[Source records]
::::::

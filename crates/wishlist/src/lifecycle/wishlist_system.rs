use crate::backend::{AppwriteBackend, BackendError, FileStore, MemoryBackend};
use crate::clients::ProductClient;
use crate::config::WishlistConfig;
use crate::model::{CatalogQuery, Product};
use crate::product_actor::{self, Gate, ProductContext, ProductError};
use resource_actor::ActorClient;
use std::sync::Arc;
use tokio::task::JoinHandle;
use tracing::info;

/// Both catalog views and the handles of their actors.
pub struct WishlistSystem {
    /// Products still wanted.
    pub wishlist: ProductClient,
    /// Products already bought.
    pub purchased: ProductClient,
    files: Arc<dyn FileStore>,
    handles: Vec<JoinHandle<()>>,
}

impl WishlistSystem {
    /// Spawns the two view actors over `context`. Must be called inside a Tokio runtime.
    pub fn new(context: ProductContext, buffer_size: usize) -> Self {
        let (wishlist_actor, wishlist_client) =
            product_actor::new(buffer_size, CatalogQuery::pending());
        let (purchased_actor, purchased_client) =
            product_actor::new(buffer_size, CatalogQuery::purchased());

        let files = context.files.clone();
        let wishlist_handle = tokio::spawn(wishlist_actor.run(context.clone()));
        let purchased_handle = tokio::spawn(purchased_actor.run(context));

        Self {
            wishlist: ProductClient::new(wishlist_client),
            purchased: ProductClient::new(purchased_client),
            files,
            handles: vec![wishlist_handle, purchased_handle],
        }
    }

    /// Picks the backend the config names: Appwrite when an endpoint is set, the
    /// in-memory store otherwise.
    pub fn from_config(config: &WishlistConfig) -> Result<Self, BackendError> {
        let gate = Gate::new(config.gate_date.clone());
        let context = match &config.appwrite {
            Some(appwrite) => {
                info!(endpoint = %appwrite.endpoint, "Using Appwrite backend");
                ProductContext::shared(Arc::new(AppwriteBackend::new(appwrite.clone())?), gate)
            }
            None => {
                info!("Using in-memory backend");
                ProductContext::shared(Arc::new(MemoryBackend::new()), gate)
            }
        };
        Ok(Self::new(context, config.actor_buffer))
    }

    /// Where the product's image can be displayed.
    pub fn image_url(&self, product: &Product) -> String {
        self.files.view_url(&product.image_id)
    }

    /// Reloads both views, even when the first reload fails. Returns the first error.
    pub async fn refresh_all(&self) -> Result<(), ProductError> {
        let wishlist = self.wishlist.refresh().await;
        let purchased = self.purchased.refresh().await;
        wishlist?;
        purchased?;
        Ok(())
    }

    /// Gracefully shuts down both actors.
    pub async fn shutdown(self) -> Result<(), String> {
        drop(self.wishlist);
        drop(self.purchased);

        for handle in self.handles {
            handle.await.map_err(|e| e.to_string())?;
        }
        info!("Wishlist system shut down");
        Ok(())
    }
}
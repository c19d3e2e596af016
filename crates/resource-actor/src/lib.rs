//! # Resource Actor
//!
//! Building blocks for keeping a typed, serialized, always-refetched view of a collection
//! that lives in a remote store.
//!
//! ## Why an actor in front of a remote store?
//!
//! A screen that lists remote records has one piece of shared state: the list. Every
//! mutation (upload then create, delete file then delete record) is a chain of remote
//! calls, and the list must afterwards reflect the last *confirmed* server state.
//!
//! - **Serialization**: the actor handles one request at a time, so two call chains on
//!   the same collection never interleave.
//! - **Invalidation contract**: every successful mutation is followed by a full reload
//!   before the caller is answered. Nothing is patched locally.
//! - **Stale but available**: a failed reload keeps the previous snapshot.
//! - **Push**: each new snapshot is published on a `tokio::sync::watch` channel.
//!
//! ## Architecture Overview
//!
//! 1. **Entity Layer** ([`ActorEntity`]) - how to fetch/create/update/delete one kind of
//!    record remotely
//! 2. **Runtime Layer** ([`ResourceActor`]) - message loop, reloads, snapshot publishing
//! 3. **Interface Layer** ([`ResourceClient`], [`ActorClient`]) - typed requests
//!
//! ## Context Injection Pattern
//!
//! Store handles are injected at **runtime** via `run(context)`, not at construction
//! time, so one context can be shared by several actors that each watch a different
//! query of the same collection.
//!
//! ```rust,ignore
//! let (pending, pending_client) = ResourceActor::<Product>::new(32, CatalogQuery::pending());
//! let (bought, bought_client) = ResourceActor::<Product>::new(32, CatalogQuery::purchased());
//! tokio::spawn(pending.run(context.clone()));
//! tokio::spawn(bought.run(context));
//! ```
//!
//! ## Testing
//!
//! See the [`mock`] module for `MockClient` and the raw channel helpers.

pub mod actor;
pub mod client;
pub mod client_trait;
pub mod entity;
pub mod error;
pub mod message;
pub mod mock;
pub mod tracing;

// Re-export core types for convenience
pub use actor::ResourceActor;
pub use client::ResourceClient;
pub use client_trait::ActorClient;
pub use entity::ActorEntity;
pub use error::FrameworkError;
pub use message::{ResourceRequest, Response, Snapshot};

::::::

- ACTIVITY
Every record must be transcribed exactly, with no line skipped.

- EXERCISE SOLUTION
filename crates/wishlist/src/lifecycle/wishlist_system.rs
use crate::backend::{AppwriteBackend, BackendError, FileStore, MemoryBackend};
use crate::clients::ProductClient;
use crate::config::WishlistConfig;
use crate::model::{CatalogQuery, Product};
use crate::product_actor::{self, Gate, ProductContext, ProductError};
use resource_actor::ActorClient;
use std::sync::Arc;
use tokio::task::JoinHandle;
use tracing::info;

/// Both catalog views and the handles of their actors.
pub struct WishlistSystem {
    /// Products still wanted.
    pub wishlist: ProductClient,
    /// Products already bought.
    pub purchased: ProductClient,
    files: Arc<dyn FileStore>,
    handles: Vec<JoinHandle<()>>,
}

impl WishlistSystem {
    /// Spawns the two view actors over `context`. Must be called inside a Tokio runtime.
    pub fn new(context: ProductContext, buffer_size: usize) -> Self {
        let (wishlist_actor, wishlist_client) =
            product_actor::new(buffer_size, CatalogQuery::pending());
        let (purchased_actor, purchased_client) =
            product_actor::new(buffer_size, CatalogQuery::purchased());

        let files = context.files.clone();
        let wishlist_handle = tokio::spawn(wishlist_actor.run(context.clone()));
        let purchased_handle = tokio::spawn(purchased_actor.run(context));

        Self {
            wishlist: ProductClient::new(wishlist_client),
            purchased: ProductClient::new(purchased_client),
            files,
            handles: vec![wishlist_handle, purchased_handle],
        }
    }

    /// Picks the backend the config names: Appwrite when an endpoint is set, the
    /// in-memory store otherwise.
    pub fn from_config(config: &WishlistConfig) -> Result<Self, BackendError> {
        let gate = Gate::new(config.gate_date.clone());
        let context = match &config.appwrite {
            Some(appwrite) => {
                info!(endpoint = %appwrite.endpoint, "Using Appwrite backend");
                ProductContext::shared(Arc::new(AppwriteBackend::new(appwrite.clone())?), gate)
            }
            None => {
                info!("Using in-memory backend");
                ProductContext::shared(Arc::new(MemoryBackend::new()), gate)
            }
        };
        Ok(Self::new(context, config.actor_buffer))
    }

    /// Where the product's image can be displayed.
    pub fn image_url(&self, product: &Product) -> String {
        self.files.view_url(&product.image_id)
    }

    /// Reloads both views, even when the first reload fails. Returns the first error.
    pub async fn refresh_all(&self) -> Result<(), ProductError> {
        let wishlist = self.wishlist.refresh().await;
        let purchased = self.purchased.refresh().await;
        wishlist?;
        purchased?;
        Ok(())
    }

    /// Gracefully shuts down both actors.
    pub async fn shutdown(self) -> Result<(), String> {
        drop(self.wishlist);
        drop(self.purchased);

        for handle in self.handles {
            handle.await.map_err(|e| e.to_string())?;
        }
        info!("Wishlist system shut down");
        Ok(())
    }
}
repository c19d3e2e596af016
filename crates/resource-actor/src/lib.rs
//! # Resource Actor
//!
//! Building blocks for keeping a typed, serialized, always-refetched view of a collection
//! that lives in a remote store.
//!
//! ## Why an actor in front of a remote store?
//!
//! A screen that lists remote records has one piece of shared state: the list. Every
//! mutation (upload then create, delete file then delete record) is a chain of remote
//! calls, and the list must afterwards reflect the last *confirmed* server state.
//!
//! - **Serialization**: the actor handles one request at a time, so two call chains on
//!   the same collection never interleave.
//! - **Invalidation contract**: every successful mutation is followed by a full reload
//!   before the caller is answered. Nothing is patched locally.
//! - **Stale but available**: a failed reload keeps the previous snapshot.
//! - **Push**: each new snapshot is published on a `tokio::sync::watch` channel.
//!
//! ## Architecture Overview
//!
//! 1. **Entity Layer** ([`ActorEntity`]) - how to fetch/create/update/delete one kind of
//!    record remotely
//! 2. **Runtime Layer** ([`ResourceActor`]) - message loop, reloads, snapshot publishing
//! 3. **Interface Layer** ([`ResourceClient`], [`ActorClient`]) - typed requests
//!
//! ## Context Injection Pattern
//!
//! Store handles are injected at **runtime** via `run(context)`, not at construction
//! time, so one context can be shared by several actors that each watch a different
//! query of the same collection.
//!
//! ```rust,ignore
//! let (pending, pending_client) = ResourceActor::<Product>::new(32, CatalogQuery::pending());
//! let (bought, bought_client) = ResourceActor::<Product>::new(32, CatalogQuery::purchased());
//! tokio::spawn(pending.run(context.clone()));
//! tokio::spawn(bought.run(context));
//! ```
//!
//! ## Testing
//!
//! See the [`mock`] module for `MockClient` and the raw channel helpers.

pub mod actor;
pub mod client;
pub mod client_trait;
pub mod entity;
pub mod error;
pub mod message;
pub mod mock;
pub mod tracing;

// Re-export core types for convenience
pub use actor::ResourceActor;
pub use client::ResourceClient;
pub use client_trait::ActorClient;
pub use entity::ActorEntity;
pub use error::FrameworkError;
pub use message::{ResourceRequest, Response, Snapshot};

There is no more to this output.